Development of in situ sulfur four-isotope analysis with multiple Faraday cup detectors by SIMS and application to pyrite grains in a Paleoproterozoic glaciogenic sandstone

An in situ sulfur four-isotope analysis technique with multiple Faraday cup detectors by ion microprobe was developed and applied to detrital pyrite grains in ~ 2.4 Ga glaciogenic sandstone from the Meteorite Bore Member of the Turee Creek Group, Western Australia. Data are standardized with the UWPy-1 pyrite standard (δ 34 S = 16.04 ± 0.18‰, Δ 33 S = − 0.003 ± 0.009‰, and Δ 36 S = − 0.21 ± 0.24‰, 2 SD) whose sulfur four isotopes were newly determined by gas-source mass spectrometry. Typical reproducibility at two standard deviations (2 SD) of spot-to-spot analyses of standard UWPy-1 pyrite with a primary beam size of ~ 20 μm were ± 0.23, ± 0.05, and ± 0.86‰ for δ 34 S, Δ 33 S, and Δ 36 S, respectively.

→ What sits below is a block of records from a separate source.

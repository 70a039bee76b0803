//! Restart recovery: a node must come back with exactly the state it had,
//! rebuilt from snapshot plus log tail.

mod commons;

use bytes::Bytes;
use commons::*;
use tempfile::TempDir;

#[tokio::test(flavor = "multi_thread")]
async fn restart_recovers_exact_state() {
    let dir = TempDir::new().unwrap();

    let mut config = test_config(33300, dir.path(), None);
    // Force a snapshot partway through the workload so recovery exercises
    // both the image and the log tail.
    config.raft.snapshot_threshold = 4;

    let (node, graceful_tx) = start_node(config.clone()).await;
    wait_for_leadership(&node).await;

    let mut client = connect_client(33300).await;
    let session = client.connect_session().await.unwrap();

    for i in 0..8u32 {
        let key = format!("k{i}");
        client
            .set_value(&session, "numbers", &key, Bytes::from(i.to_string()))
            .await
            .unwrap();
    }
    client
        .set_value(&session, "colors", "primary", Bytes::from_static(b"red"))
        .await
        .unwrap();
    client.remove_value(&session, "numbers", "k0").await.unwrap();
    client
        .set_value(&session, "colors", "secondary", Bytes::from_static(b"green"))
        .await
        .unwrap();
    client.remove_source(&session, "colors").await.unwrap();
    client
        .set_value(&session, "colors", "primary", Bytes::from_static(b"blue"))
        .await
        .unwrap();

    drop(client);
    drop(node);
    shutdown(graceful_tx).await;

    // Same port, same directory: the node comes back under its old identity.
    let (node, graceful_tx) = start_node(config).await;
    wait_for_leadership(&node).await;

    let mut client = connect_client(33300).await;
    let session = client.connect_session().await.unwrap();

    let mut sources = client.get_sources(&session).await.unwrap();
    sources.sort();
    assert_eq!(sources, vec!["colors", "numbers"]);

    let mut keys = client.get_keys(&session, "numbers").await.unwrap();
    keys.sort();
    assert_eq!(keys, vec!["k1", "k2", "k3", "k4", "k5", "k6", "k7"]);
    for i in 1..8u32 {
        let key = format!("k{i}");
        let value = client.get_value(&session, "numbers", &key).await.unwrap();
        assert_eq!(value, Bytes::from(i.to_string()));
    }

    assert_eq!(
        client.get_keys(&session, "colors").await.unwrap(),
        vec!["primary"]
    );
    let value = client.get_value(&session, "colors", "primary").await.unwrap();
    assert_eq!(value, Bytes::from_static(b"blue"));

    shutdown(graceful_tx).await;
}
//! Builder assembling a node's components.
//!
//! `build()` opens the durable log, restores the state machine, and spawns
//! the log core, the log transport listener, and the publisher.
//! `start_rpc_server()` brings up the client-facing listener and, on a
//! joining node, issues the Join call to the configured member. `ready()`
//! hands back the assembled [`Node`].
//!
//! ```ignore
//! let node = NodeBuilder::new(config, shutdown_rx)
//!     .build()
//!     .await?
//!     .start_rpc_server()
//!     .await?
//!     .ready()?;
//! ```

use std::sync::Arc;

use tokio::sync::{mpsc, watch};
use tracing::{error, info};

use crate::client::{ClientTlsOptions, IrisClient};
use crate::config::IrisConfig;
use crate::errors::SystemError;
use crate::network::{self, IrisService, Proxy};
use crate::node::Node;
use crate::raft::{start_consensus_server, ConsensusService, RaftCore};
use crate::session::{Publisher, SessionRegistry, SubscriptionIndex};
use crate::store::{Fsm, Store};
use crate::Result;

struct Assembled {
    store: Arc<Store>,
    sessions: Arc<SessionRegistry>,
    subscriptions: Arc<SubscriptionIndex>,
}

pub struct NodeBuilder {
    config: IrisConfig,
    shutdown: watch::Receiver<()>,
    assembled: Option<Assembled>,
}

impl NodeBuilder {
    pub fn new(config: IrisConfig, shutdown: watch::Receiver<()>) -> Self {
        Self {
            config,
            shutdown,
            assembled: None,
        }
    }

    /// Opens the replicated log and spawns the background machinery: the log
    /// core, the peer-facing transport listener, and the publisher.
    pub async fn build(mut self) -> Result<Self> {
        let cluster = &self.config.cluster;
        info!(raft_dir = %cluster.raft_dir.display(), "opening data store");
        let db = sled::open(&cluster.raft_dir)?;

        let (publish_tx, publish_rx) = mpsc::unbounded_channel();
        let fsm = Arc::new(Fsm::new(publish_tx));

        let (core, raft) = RaftCore::open(
            cluster.raft_addr(),
            self.config.raft.clone(),
            &self.config.network,
            &db,
            fsm.clone(),
            cluster.bootstrap(),
            self.shutdown.clone(),
        )?;

        let consensus_service =
            ConsensusService::new(core.event_sender(), self.config.network.request_timeout());
        let raft_listen = cluster.raft_socket_addr()?;
        let shutdown = self.shutdown.clone();
        tokio::spawn(async move {
            if let Err(e) = start_consensus_server(raft_listen, consensus_service, shutdown).await {
                error!(error = %e, "log transport listener stopped");
            }
        });
        tokio::spawn(core.run());

        let sessions = Arc::new(SessionRegistry::new());
        let subscriptions = Arc::new(SubscriptionIndex::new());
        tokio::spawn(Publisher::new(publish_rx, sessions.clone(), subscriptions.clone()).run());

        self.assembled = Some(Assembled {
            store: Arc::new(Store::new(raft, fsm)),
            sessions,
            subscriptions,
        });
        Ok(self)
    }

    /// Starts the client-facing RPC listener and, when configured with a
    /// join address, asks that member to add this node to the cluster.
    pub async fn start_rpc_server(self) -> Result<Self> {
        let assembled = self.assembled.as_ref().ok_or_else(|| {
            SystemError::NodeStartFailed("build() must run before start_rpc_server()".into())
        })?;

        let proxy = Proxy::new(&self.config.tls, &self.config.network);
        let service = IrisService::new(
            assembled.store.clone(),
            assembled.sessions.clone(),
            assembled.subscriptions.clone(),
            Some(proxy),
        );
        let listen_address = self.config.cluster.service_socket_addr()?;
        let config = self.config.clone();
        let shutdown = self.shutdown.clone();
        tokio::spawn(async move {
            if let Err(e) = network::start_rpc_server(service, listen_address, config, shutdown).await
            {
                error!(error = %e, "RPC server stopped");
            }
        });

        if let Some(join_address) = self.config.cluster.join_address.clone() {
            self.join_cluster(&join_address).await?;
        }
        Ok(self)
    }

    /// Hands back the assembled node.
    pub fn ready(self) -> Result<Node> {
        let assembled = self
            .assembled
            .ok_or_else(|| SystemError::NodeStartFailed("node was never built".into()))?;
        Ok(Node {
            config: self.config,
            store: assembled.store,
            shutdown: self.shutdown,
        })
    }

    /// Issues a Join to an existing member; that node proxies the request to
    /// the leader, which adds our raft address to the peer set.
    async fn join_cluster(&self, join_address: &str) -> Result<()> {
        let raft_addr = self.config.cluster.raft_addr();
        info!(join = %join_address, raft_addr = %raft_addr, "joining existing cluster");
        let tls = ClientTlsOptions::mirror(&self.config.tls);
        let mut client =
            IrisClient::connect(join_address, tls, self.config.network.connect_timeout()).await?;
        client.join(&raft_addr).await?;
        info!("join request accepted");
        Ok(())
    }
}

The measured 36 S/ 32 S ratio [1 / (6641 ± 27)] is approximately 19‰ lower than the published ratio for VCDT, and we propose a revision of the 36 S abundance in VCDT. Pyrite grains in ~ 2.4 Ga glaciogenic sandstone have wide ranging sulfur isotope ratios (− 32.7 to 13.5 for δ 34 S, − 3.03 to 11.66 for Δ 33 S, and − 9.7 to 4.6 for Δ 36 S, respectively). Some pyrite grains are zoned in δ 34 S values within a grain. Sulfur isotope ratios of most pyrite grains are distributed along a line with slope = − 0.9 for Δ 33 S vs. Δ 36 S, suggesting that pyrite grains mostly derived from a limited range of source rocks and near-surface sulfur reservoirs. One pyrite aggregate has a distinct texture from other pyrite grains in the same sandstone, and yields a significant mass-independent deficit in 36 S with a small excess in 33 S (Δ 36 S/Δ 33 S ~ − 4‰). This is used to suggest that this grain authigenically formed by biological activity during or after sedimentation. This work demonstrates that the use of multiple Faraday cup detectors provides improved accuracy and precision for in situ sulfur four-isotope analysis with secondary ion mass spectrometry.